CLB hat in den ersten fünf Monaten dieses Jahres über 140 Streiks in Fabriken im ganzen Land gezählt. Das ist der höchste Stand seit den 313 Streiks im gleichen Zeitraum 2016.

Die Daten der Menschenrechtsorganisation basieren größtenteils auf Protesten, die in den sozialen Medien gemeldet wurden. Einige davon konnte CLB durch den Kontakt mit den Gewerkschaften oder den Fabriken verifizieren, obwohl nicht alle Berichte überprüft wurden.

Viele der Streiks konzentrieren sich auf Chinas Kernland des verarbeitenden Gewerbes in der Provinz Guangdong und im Jangtse-Delta und betreffen Exporteure, darunter Bekleidungs-, Schuh- und Leiterplattenfabriken, so CLB.

In einem Video, auf das CLB in seinem Protokoll der landesweiten Streiks verweist, sehen Sie Dutzende von Arbeiterinnen der Zhong Min Sportswear Goods Shenzhen Ltd. Co. ein Fabrikgelände verlassen.

Das Video wurde am 24. Mai auf Douyin, Chinas Version von TikTok, veröffentlicht und trägt den Titel "Dieser Chef hat die Strafverfolgungsbehörden bestochen und betrügt die Arbeiter um ihr Geld".

Ein anderes Video, das vom selben Nutzer gepostet wurde, zeigt einen Fabrikmanager, der ein Dokument verliest, in dem er den Arbeitern eine Entschädigung verweigert, während die Arbeiter fordern, dass eine unabhängige dritte Partei eingreift.

In einem anderen Video, das am 26. Mai veröffentlicht wurde, steht eine Handvoll Arbeiter auf dem Dach der Shenzhener Kabelfabrik Xin Dian Cable Ltd. Co. und halten ein Transparent mit der Aufschrift "Der Chef schuldet uns Lohn". Ein weiteres Video, das letzte Woche veröffentlicht wurde, zeigt die Arbeiter des Unternehmens, wie sie mit einem Anwalt des Unternehmens über eine Entschädigung diskutieren.
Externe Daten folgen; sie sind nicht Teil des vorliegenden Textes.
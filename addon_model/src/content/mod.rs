//! Content records: custom creatures and custom items.

mod entity;
mod item;

pub use entity::*;
pub use item::*;

use serde::{Deserialize, Serialize};
use uuid::Uuid;

/// Stable identifier of a content record.
///
/// Assigned once when the record is created and never reassigned, so edits
/// can replace a record in place.
#[derive(Debug, Clone, Copy, PartialEq, Eq, Hash, Serialize, Deserialize)]
pub struct ContentId(pub Uuid);

impl ContentId {
    /// Create a new random content ID.
    pub fn new() -> Self {
        Self(Uuid::new_v4())
    }

    /// Create a content ID from a specific UUID.
    pub fn from_uuid(uuid: Uuid) -> Self {
        Self(uuid)
    }
}

impl Default for ContentId {
    fn default() -> Self {
        Self::new()
    }
}

impl std::fmt::Display for ContentId {
    fn fmt(&self, f: &mut std::fmt::Formatter<'_>) -> std::fmt::Result {
        write!(f, "{}", self.0)
    }
}

/// Name segment of a namespaced identifier (`namespace:name` -> `name`).
///
/// Identifiers without a namespace, or with an empty name segment, fall back
/// to `fallback`.
pub fn local_name<'a>(identifier: &'a str, fallback: &'a str) -> &'a str {
    let name = match identifier.split_once(':') {
        Some((_, rest)) => rest.split(':').next().unwrap_or_default(),
        None => fallback,
    };

    if name.is_empty() {
        fallback
    } else {
        name
    }
}

pub(crate) fn non_empty<'a>(value: &'a str, fallback: &'a str) -> &'a str {
    if value.trim().is_empty() {
        fallback
    } else {
        value
    }
}

#[cfg(test)]
mod tests {
    use super::*;

    #[test]
    fn test_local_name() {
        assert_eq!(local_name("my_addon:super_sword", "custom_item"), "super_sword");
        assert_eq!(local_name("a:b:c", "custom_item"), "b");
        assert_eq!(local_name("plain", "custom_item"), "custom_item");
        assert_eq!(local_name("zombie", "custom_entity"), "custom_entity");
        assert_eq!(local_name("my_addon:", "custom_item"), "custom_item");
        assert_eq!(local_name("", "custom_entity"), "custom_entity");
    }

    #[test]
    fn test_content_ids_are_unique() {
        assert_ne!(ContentId::new(), ContentId::new());
    }
}
//! Package layout: places documents under the behavior and resource roots.
//!
//! Each pack kind gets its own root directory named after the pack slug
//! (`<slug>_BP`, `<slug>_RP`). Only the kinds the add-on type asks for get a
//! root, and every root must end up holding a manifest.

mod archive;

pub use archive::*;

use addon_model::AddonType;
use std::collections::HashSet;
use tracing::debug;

use crate::documents::Document;
use crate::error::{ExportResult, PackagingError};

/// File name of a pack's manifest inside its root.
pub const MANIFEST_FILE: &str = "manifest.json";

/// The two pack kinds an add-on is made of.
#[derive(Debug, Clone, Copy, PartialEq, Eq, Hash)]
pub enum PackKind {
    /// Server-side content.
    Behavior,
    /// Client-side assets.
    Resources,
}

impl PackKind {
    /// Suffix appended to the slug to name the root.
    pub fn suffix(&self) -> &'static str {
        match self {
            PackKind::Behavior => "_BP",
            PackKind::Resources => "_RP",
        }
    }

    /// Root directory name for the given slug.
    pub fn root(&self, slug: &str) -> String {
        format!("{slug}{}", self.suffix())
    }

    /// Whether an add-on of this type contains the pack.
    pub fn is_part_of(&self, addon_type: AddonType) -> bool {
        match self {
            PackKind::Behavior => addon_type.includes_behavior(),
            PackKind::Resources => addon_type.includes_resources(),
        }
    }

    /// Pack kinds an add-on type produces, behavior first.
    pub fn for_addon(addon_type: AddonType) -> Vec<PackKind> {
        [PackKind::Behavior, PackKind::Resources]
            .into_iter()
            .filter(|kind| kind.is_part_of(addon_type))
            .collect()
    }
}

/// A document together with where it goes.
#[derive(Debug, Clone, PartialEq)]
pub struct PlacedDocument {
    pub pack: PackKind,
    /// Path relative to the pack root, e.g. `items/sword.json`.
    pub path: String,
    pub document: Document,
}

impl PlacedDocument {
    /// Place `document` at `path` inside `pack`.
    pub fn new(pack: PackKind, path: impl Into<String>, document: Document) -> Self {
        Self {
            pack,
            path: path.into(),
            document,
        }
    }
}

/// A serialized document at its full archive path.
#[derive(Debug, Clone, PartialEq, Eq)]
pub struct PackagedDocument {
    pub path: String,
    pub content: Vec<u8>,
}

/// The laid-out add-on, ready to be archived.
#[derive(Debug, Clone, PartialEq, Eq)]
pub struct Package {
    slug: String,
    roots: Vec<String>,
    directories: Vec<String>,
    documents: Vec<PackagedDocument>,
}

impl Package {
    /// Slug the roots are named after.
    pub fn slug(&self) -> &str {
        &self.slug
    }

    /// Root directories, behavior first.
    pub fn roots(&self) -> &[String] {
        &self.roots
    }

    /// Empty directories to create alongside the documents.
    pub fn directories(&self) -> &[String] {
        &self.directories
    }

    /// Documents in placement order.
    pub fn documents(&self) -> &[PackagedDocument] {
        &self.documents
    }

    /// Look up a document by its full path.
    pub fn get(&self, path: &str) -> Option<&PackagedDocument> {
        self.documents.iter().find(|d| d.path == path)
    }

    /// All document paths in placement order.
    pub fn paths(&self) -> impl Iterator<Item = &str> {
        self.documents.iter().map(|d| d.path.as_str())
    }
}

/// Collects documents into pack roots and checks the result.
#[derive(Debug)]
pub struct PackageAssembler {
    slug: String,
    addon_type: AddonType,
    seen: HashSet<String>,
    directories: Vec<String>,
    documents: Vec<PackagedDocument>,
}

impl PackageAssembler {
    /// Start laying out an add-on whose roots are named after `slug`.
    pub fn new(slug: impl Into<String>, addon_type: AddonType) -> Self {
        Self {
            slug: slug.into(),
            addon_type,
            seen: HashSet::new(),
            directories: Vec::new(),
            documents: Vec::new(),
        }
    }

    /// Lay out a full set of documents in one go.
    pub fn assemble(
        slug: impl Into<String>,
        addon_type: AddonType,
        documents: impl IntoIterator<Item = PlacedDocument>,
    ) -> ExportResult<Package> {
        let mut assembler = Self::new(slug, addon_type);
        for placed in documents {
            assembler.add(placed)?;
        }
        assembler.finish()
    }

    /// Serialize a document into its pack root.
    pub fn add(&mut self, placed: PlacedDocument) -> ExportResult<()> {
        let path = self.full_path(placed.pack, &placed.path)?;
        if !self.seen.insert(path.clone()) {
            return Err(PackagingError::DuplicatePath(path).into());
        }

        let content = placed.document.to_bytes()?;
        debug!(path = %path, kind = placed.document.kind(), bytes = content.len(), "placed document");

        self.documents.push(PackagedDocument { path, content });
        Ok(())
    }

    /// Reserve an empty directory inside a pack root.
    pub fn add_directory(&mut self, pack: PackKind, path: &str) -> ExportResult<()> {
        let path = self.full_path(pack, path.trim_end_matches('/'))?;
        if !self.seen.insert(format!("{path}/")) {
            return Err(PackagingError::DuplicatePath(path).into());
        }
        self.directories.push(path);
        Ok(())
    }

    /// Check every requested root has its manifest and hand out the package.
    pub fn finish(self) -> ExportResult<Package> {
        let roots: Vec<String> = PackKind::for_addon(self.addon_type)
            .into_iter()
            .map(|kind| kind.root(&self.slug))
            .collect();

        for root in &roots {
            if !self.seen.contains(&format!("{root}/{MANIFEST_FILE}")) {
                return Err(PackagingError::MissingRoot(root.clone()).into());
            }
        }

        Ok(Package {
            slug: self.slug,
            roots,
            directories: self.directories,
            documents: self.documents,
        })
    }

    fn full_path(&self, pack: PackKind, relative: &str) -> Result<String, PackagingError> {
        let root = pack.root(&self.slug);
        if !pack.is_part_of(self.addon_type) {
            return Err(PackagingError::UnexpectedRoot(root));
        }

        let safe = !relative.is_empty()
            && !relative.starts_with('/')
            && !relative.contains('\\')
            && relative
                .split('/')
                .all(|segment| !segment.is_empty() && segment != "." && segment != "..");
        if !safe {
            return Err(PackagingError::InvalidPath(relative.to_string()));
        }

        Ok(format!("{root}/{relative}"))
    }
}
"Sie müssen die Beschwerden der Arbeiter sammeln und sie weiterleiten", sagt eine Arbeiterin.

Reuters hat den Standort der Videos und Fotos durch den Abgleich der Beschilderung und der Gebäudemerkmale mit Street View-Daten überprüft, konnte aber den Zeitpunkt der Proteste nicht bestätigen. Anrufe bei Xin Dian blieben unbeantwortet. Eine Person, die das Telefon bei Zhong Min abnahm, sagte, sie könne keinen Kommentar abgeben.

Die Douyin-Nutzer haben nicht auf Nachrichten von Reuters reagiert. Teilnehmer an Protesten werden oft von Sicherheitskräften überwacht.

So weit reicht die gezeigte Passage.